Despite their ratification as formal amendments to the U.S. Constitution, the amendments of the Bill of Rights were initially applied only to the powers of the federal government and not those of the states. That situation changed, however, after ratification of the Fourteenth Amendment on July 9, 1868, after the Civil War. It declared that no state shall “deprive any person of life, liberty, or property, without due process of law,” and provided the basis for the argument that the rights in the first 10 amendments now applied to the states.
A new nation established the Bill of Rights in 1791 to guard against an oppressive national government
The Bill of Rights consists of the first 10 amendments to the U.S. Constitution.
In response to the weaknesses of the Articles of Confederation, which guided the fledging nation from 1781 to 1798, the country’s leaders convened a convention in Philadelphia in the summer of 1787 to amend the Articles, but delegates to the Convention thought such a step would be inadequate and took the more radical one of proposing a new document. From the Virginia and New Jersey Plans, a “Great (Connecticut) Compromise” was reached that resolved some of the factional disputes between the large and small states. The Convention also adopted scores of other compromises in forming each of the three branches of the national government and the relationship between this government and the states.

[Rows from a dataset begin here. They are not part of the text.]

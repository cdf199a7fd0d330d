//! Command-line interface definition and parsing.

use clap::Parser;
use std::path::PathBuf;

/// Command-line arguments for the demonstration server.
#[derive(Parser, Debug)]
#[command(version, about, long_about = None)]
pub struct Cli {
    /// Path to configuration file.
    #[arg(short, long, env = "APP_CONFIG")]
    pub config: Option<PathBuf>,

    /// Write the OpenAPI document to this path and exit.
    #[arg(long)]
    pub schema: Option<PathBuf>,
}

impl Cli {
    /// Parse command-line arguments.
    pub fn import() -> Result<Self, clap::Error> {
        Self::try_parse()
    }
}
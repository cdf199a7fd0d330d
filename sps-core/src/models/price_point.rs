use super::Territory;
use base64::{
    Engine as _, alphabet,
    engine::{DecodePaddingMode, GeneralPurpose, GeneralPurposeConfig},
};

/// Encodes without padding, as the storefront does, but accepts padded input too.
const CODEC: GeneralPurpose = GeneralPurpose::new(
    &alphabet::STANDARD,
    GeneralPurposeConfig::new()
        .with_encode_padding(false)
        .with_decode_padding_mode(DecodePaddingMode::Indifferent),
);

/// A decoded price-point identifier.
///
/// A tier-based storefront hands out opaque identifiers that are, in fact,
/// unpadded base64 of a compact JSON object `{"s":..,"t":..,"p":..}`, naming
/// the product's stable source identifier, the alpha-3 territory and the tier.
/// An identifier is only valid for the territory it names; territories billed
/// in the same currency share tier codes, but each gets its own identifier.
#[derive(Clone, Debug, PartialEq, Eq, Hash)]
#[derive(serde::Serialize, serde::Deserialize)]
#[serde(try_from = "String", into = "String")]
pub struct PricePointId {
    /// The stable identifier of the product on the storefront
    pub source_id: String,
    /// The alpha-3 territory code
    pub territory: String,
    /// The tier code
    pub tier: String,
}

#[derive(serde::Serialize, serde::Deserialize)]
struct Payload<S> {
    s: S,
    t: S,
    p: S,
}

impl PricePointId {
    /// Builds an identifier for `tier` of `source_id` in `territory`
    pub fn new(source_id: impl Into<String>, territory: &Territory, tier: impl Into<String>) -> Self {
        Self {
            source_id: source_id.into(),
            territory: territory.alpha3.to_owned(),
            tier: tier.into(),
        }
    }

    /// Encodes the identifier in the storefront's wire form
    pub fn encode(&self) -> String {
        let payload = Payload {
            s: self.source_id.as_str(),
            t: self.territory.as_str(),
            p: self.tier.as_str(),
        };
        // serializing three string fields cannot fail
        let json = serde_json::to_vec(&payload).unwrap_or_default();
        CODEC.encode(json)
    }

    /// Decodes an identifier, accepting padded and unpadded input
    pub fn decode(encoded: &str) -> Result<Self, PricePointIdError> {
        let bytes = CODEC.decode(encoded.trim())?;
        let Payload { s, t, p } = serde_json::from_slice::<Payload<String>>(&bytes)?;
        Ok(Self {
            source_id: s,
            territory: t,
            tier: p,
        })
    }

    /// The territory the identifier is scoped to, if it is a known one
    pub fn territory(&self) -> Option<&'static Territory> {
        Territory::by_alpha3(&self.territory)
    }
}

impl std::fmt::Display for PricePointId {
    fn fmt(&self, f: &mut std::fmt::Formatter<'_>) -> std::fmt::Result {
        f.write_str(&self.encode())
    }
}

impl TryFrom<String> for PricePointId {
    type Error = PricePointIdError;

    fn try_from(value: String) -> Result<Self, Self::Error> {
        Self::decode(&value)
    }
}

impl From<PricePointId> for String {
    fn from(value: PricePointId) -> Self {
        value.encode()
    }
}

#[cfg(feature = "schemars")]
impl schemars::JsonSchema for PricePointId {
    fn schema_name() -> std::borrow::Cow<'static, str> {
        "PricePointId".into()
    }

    fn json_schema(_: &mut schemars::SchemaGenerator) -> schemars::Schema {
        schemars::json_schema!({
            "type": "string",
            "description": "An opaque, base64-encoded price-point identifier"
        })
    }
}

/// Errors that can occur when decoding a price-point identifier
#[derive(Debug, thiserror::Error)]
pub enum PricePointIdError {
    /// The identifier is not valid base64
    #[error("price point identifier is not base64: {0}")]
    Base64(#[from] base64::DecodeError),
    /// The decoded bytes are not the expected JSON object
    #[error("price point identifier has an unexpected payload: {0}")]
    Payload(#[from] serde_json::Error),
}

#[cfg(test)]
mod tests {
    use super::*;
    use rstest::rstest;

    fn germany() -> &'static Territory {
        Territory::by_alpha2("DE").unwrap()
    }

    #[test]
    fn encodes_compact_json_without_padding() {
        let id = PricePointId::new("6446524201", germany(), "10027");
        let encoded = id.encode();
        assert!(!encoded.ends_with('='));

        let json = CODEC.decode(&encoded).unwrap();
        assert_eq!(
            std::str::from_utf8(&json).unwrap(),
            r#"{"s":"6446524201","t":"DEU","p":"10027"}"#
        );
        assert_eq!(PricePointId::decode(&encoded).unwrap(), id);
    }

    #[rstest]
    #[case("eyJzIjoiMSIsInQiOiJVU0EiLCJwIjoiMTAwMDEifQ")]
    #[case("eyJzIjoiMSIsInQiOiJVU0EiLCJwIjoiMTAwMDEifQ==")]
    fn decodes_with_or_without_padding(#[case] encoded: &str) {
        let id = PricePointId::decode(encoded).unwrap();
        assert_eq!(id.source_id, "1");
        assert_eq!(id.territory, "USA");
        assert_eq!(id.tier, "10001");
    }

    #[test]
    fn identifiers_are_scoped_to_one_territory() {
        let france = Territory::by_alpha2("FR").unwrap();
        let german = PricePointId::new("42", germany(), "10010");
        let french = PricePointId::new("42", france, "10010");

        assert_ne!(german.encode(), french.encode());
        assert_eq!(german.territory(), Some(germany()));
        assert_eq!(PricePointId::decode(&french.encode()).unwrap().territory(), Some(france));
    }

    #[test]
    fn rejects_garbage() {
        assert!(matches!(
            PricePointId::decode("not base64!"),
            Err(PricePointIdError::Base64(_))
        ));
        assert!(matches!(
            PricePointId::decode(&CODEC.encode(b"[1,2,3]")),
            Err(PricePointIdError::Payload(_))
        ));
    }

    #[test]
    fn serializes_as_encoded_string() {
        let id = PricePointId::new("42", germany(), "10010");
        let json = serde_json::to_value(&id).unwrap();
        assert_eq!(json, serde_json::Value::String(id.encode()));
        assert_eq!(serde_json::from_value::<PricePointId>(json).unwrap(), id);
    }
}
use super::{IOArgs, OutputArgs};
use clap::{Subcommand, ValueEnum};
use sps_core::models::Storefront;

mod quote;
pub use quote::{PriceTable, QuoteError, QuoteRequest, TerritoryRow, price_table, territory_table};

#[derive(Subcommand)]
pub enum Commands {
    /// Calculate localized prices for a quote request
    Quote {
        #[command(flatten)]
        io: IOArgs,

        /// The storefront to price for
        #[arg(short, long, default_value = "app-store")]
        storefront: StorefrontArg,
    },

    /// List the territories a storefront sells into
    Territories {
        #[command(flatten)]
        output: OutputArgs,

        /// The storefront to list
        #[arg(short, long, default_value = "app-store")]
        storefront: StorefrontArg,
    },
}

// The core storefront type knows nothing of clap, so it is mirrored here
#[derive(Clone, Copy, ValueEnum)]
pub enum StorefrontArg {
    Marketplace,
    AppStore,
}

impl From<StorefrontArg> for Storefront {
    fn from(value: StorefrontArg) -> Self {
        match value {
            StorefrontArg::Marketplace => Storefront::Marketplace,
            StorefrontArg::AppStore => Storefront::AppStore,
        }
    }
}
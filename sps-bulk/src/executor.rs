use crate::RateLimitOptions;
use futures::{
    FutureExt as _, Stream, StreamExt as _,
    future::BoxFuture,
    stream::{self, FuturesUnordered},
};
use sps_core::ports::{PlatformError, PlatformErrorKind};
use std::{fmt::Display, time::Duration};
use tracing::{Level, event};

/// Errors that know whether repeating the failed operation may succeed.
pub trait Retryable {
    /// Whether the operation is worth retrying, given the HTTP statuses the
    /// caller treats as transient
    fn is_retryable(&self, retryable_status_codes: &[u16]) -> bool;
}

impl Retryable for PlatformError {
    fn is_retryable(&self, retryable_status_codes: &[u16]) -> bool {
        match self.kind {
            PlatformErrorKind::Status(status) => retryable_status_codes.contains(&status),
            PlatformErrorKind::Timeout => true,
            _ => false,
        }
    }
}

/// A step of a rate-limited batch.
#[derive(Debug)]
pub enum BatchEvent<T, E> {
    /// Another task succeeded
    Progress {
        /// Tasks that have succeeded so far
        completed: usize,
        /// Tasks in the batch
        total: usize,
    },
    /// Every task succeeded; the results are in task order
    Finished(Vec<T>),
    /// A task failed for good and the batch stopped
    Failed(BatchFailure<T, E>),
}

/// A batch stopped by a task that failed after exhausting its retries.
///
/// The window containing the failure is always allowed to settle, so
/// `success_count` includes tasks in that window that succeeded alongside the
/// failing one. No task from a later window is ever started.
#[derive(Debug, thiserror::Error)]
#[error("task {failed_index} of {total_count} failed after {success_count} succeeded: {error}")]
pub struct BatchFailure<T, E> {
    /// Tasks that succeeded before the batch stopped
    pub success_count: usize,
    /// Tasks in the batch
    pub total_count: usize,
    /// The lowest index that failed in the final window
    pub failed_index: usize,
    /// The error of the task at `failed_index`
    #[source]
    pub error: E,
    /// The result of every task that succeeded, by task index
    pub completed: Vec<Option<T>>,
}

/// The delay before retry number `attempt` (counting from zero).
///
/// The delay doubles with every attempt and is scaled by a random factor in
/// `[0.5, 1.5)` so that concurrent retries spread out.
pub fn backoff_delay(base: Duration, attempt: u32) -> Duration {
    let jitter = 0.5 + rand::random::<f64>();
    base.mul_f64(2f64.powi(attempt.min(16) as i32) * jitter)
}

async fn attempt<T, E, F, Fut>(
    index: usize,
    task: F,
    options: &RateLimitOptions,
) -> (usize, Result<T, E>)
where
    E: Retryable + Display,
    F: Fn() -> Fut,
    Fut: Future<Output = Result<T, E>>,
{
    let mut retries = 0;
    loop {
        match task().await {
            Ok(value) => return (index, Ok(value)),
            Err(error)
                if retries < options.max_retries
                    && error.is_retryable(&options.retryable_status_codes) =>
            {
                let delay = backoff_delay(options.retry_base_delay, retries);
                event!(
                    Level::WARN,
                    index,
                    attempt = retries + 1,
                    max_retries = options.max_retries,
                    delay_ms = delay.as_millis() as u64,
                    error = %error,
                    "task failed, retrying"
                );
                tokio::time::sleep(delay).await;
                retries += 1;
            }
            Err(error) => return (index, Err(error)),
        }
    }
}

struct Windows<'a, T, E, F> {
    pending: std::vec::IntoIter<F>,
    next_index: usize,
    total: usize,
    in_flight: FuturesUnordered<BoxFuture<'a, (usize, Result<T, E>)>>,
    results: Vec<Option<T>>,
    completed: usize,
    failure: Option<(usize, E)>,
    windows_started: usize,
    done: bool,
}

/// Run `tasks` in fixed windows of `options.concurrency`, as a stream of events.
///
/// A window only starts once every task of the previous window has settled,
/// and consecutive windows are separated by `options.delay_between_batches`.
/// Tasks that fail with an error retryable under
/// `options.retryable_status_codes` are re-invoked with exponential
/// backoff, up to `options.max_retries` times. The first task to fail for
/// good lets its window settle and then ends the batch.
///
/// The stream is lazy: nothing runs until it is polled, and dropping it
/// cancels whatever is in flight. It always ends with exactly one
/// [`BatchEvent::Finished`] or [`BatchEvent::Failed`].
pub fn rate_limited<'a, T, E, F, Fut>(
    tasks: Vec<F>,
    options: &'a RateLimitOptions,
) -> impl Stream<Item = BatchEvent<T, E>> + Send + 'a
where
    T: Send + 'a,
    E: Retryable + Display + Send + 'a,
    F: Fn() -> Fut + Send + 'a,
    Fut: Future<Output = Result<T, E>> + Send + 'a,
{
    let total = tasks.len();
    let concurrency = options.concurrency.max(1);
    let windows = Windows {
        pending: tasks.into_iter(),
        next_index: 0,
        total,
        in_flight: FuturesUnordered::new(),
        results: std::iter::repeat_with(|| None).take(total).collect(),
        completed: 0,
        failure: None,
        windows_started: 0,
        done: false,
    };

    stream::unfold(windows, move |mut state| async move {
        loop {
            if state.done {
                return None;
            }

            if state.in_flight.is_empty() {
                if let Some((failed_index, error)) = state.failure.take() {
                    state.done = true;
                    let failure = BatchFailure {
                        success_count: state.completed,
                        total_count: state.total,
                        failed_index,
                        error,
                        completed: std::mem::take(&mut state.results),
                    };
                    return Some((BatchEvent::Failed(failure), state));
                }

                if state.next_index == state.total {
                    state.done = true;
                    let results = std::mem::take(&mut state.results)
                        .into_iter()
                        .flatten()
                        .collect();
                    return Some((BatchEvent::Finished(results), state));
                }

                if state.windows_started > 0 && !options.delay_between_batches.is_zero() {
                    tokio::time::sleep(options.delay_between_batches).await;
                }
                state.windows_started += 1;

                for task in state.pending.by_ref().take(concurrency) {
                    let index = state.next_index;
                    state.next_index += 1;
                    state.in_flight.push(attempt(index, task, options).boxed());
                }
            }

            match state.in_flight.next().await {
                Some((index, Ok(value))) => {
                    state.results[index] = Some(value);
                    state.completed += 1;
                    let progress = BatchEvent::Progress {
                        completed: state.completed,
                        total: state.total,
                    };
                    return Some((progress, state));
                }
                Some((index, Err(error))) => {
                    event!(Level::ERROR, index, error = %error, "task failed");
                    if state
                        .failure
                        .as_ref()
                        .is_none_or(|(failed_index, _)| index < *failed_index)
                    {
                        state.failure = Some((index, error));
                    }
                }
                None => {}
            }
        }
    })
}

/// Run `tasks` through [`rate_limited`] and collect the outcome.
///
/// `on_progress` is called with `(completed, total)` after every successful
/// task. On success the results are returned in task order, regardless of the
/// order in which tasks finished.
///
/// # Examples
///
/// ```
/// use sps_bulk::{RateLimitOptions, execute_with_rate_limit};
/// use sps_core::ports::{PlatformError, PlatformErrorKind};
/// use std::time::Duration;
///
/// # tokio_test::block_on(async {
/// let options = RateLimitOptions::paced(2, Duration::ZERO);
/// let tasks = (1..=5)
///     .map(|n| move || async move { Ok::<_, PlatformError>(n * n) })
///     .collect();
///
/// let squares = execute_with_rate_limit(tasks, &options, |_, _| {}).await.unwrap();
/// assert_eq!(squares, vec![1, 4, 9, 16, 25]);
/// # })
/// ```
pub async fn execute_with_rate_limit<'a, T, E, F, Fut>(
    tasks: Vec<F>,
    options: &'a RateLimitOptions,
    mut on_progress: impl FnMut(usize, usize),
) -> Result<Vec<T>, BatchFailure<T, E>>
where
    T: Send + 'a,
    E: Retryable + Display + Send + 'a,
    F: Fn() -> Fut + Send + 'a,
    Fut: Future<Output = Result<T, E>> + Send + 'a,
{
    let mut events = std::pin::pin!(rate_limited(tasks, options));
    while let Some(event) = events.next().await {
        match event {
            BatchEvent::Progress { completed, total } => on_progress(completed, total),
            BatchEvent::Finished(results) => return Ok(results),
            BatchEvent::Failed(failure) => return Err(failure),
        }
    }
    // the stream always ends with a terminal event
    Ok(Vec::new())
}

When the Convention reported the Constitution to the states for ratification, the nation split between Federalist supporters of the new document and Anti-Federalist opponents, who were especially concerned that it did not, like most state counterparts, have a bill of rights (of the 11 state constitutions in place in the years after independence, 7 had bills of rights). To ensure ratification of the document, the Federalists offered concessions, and the First Congress proposed a Bill of Rights as protection for those fearful of a strong national government. The Bill of Rights came into effect in December 1791, after ratification by three-fourths of the state legislatures.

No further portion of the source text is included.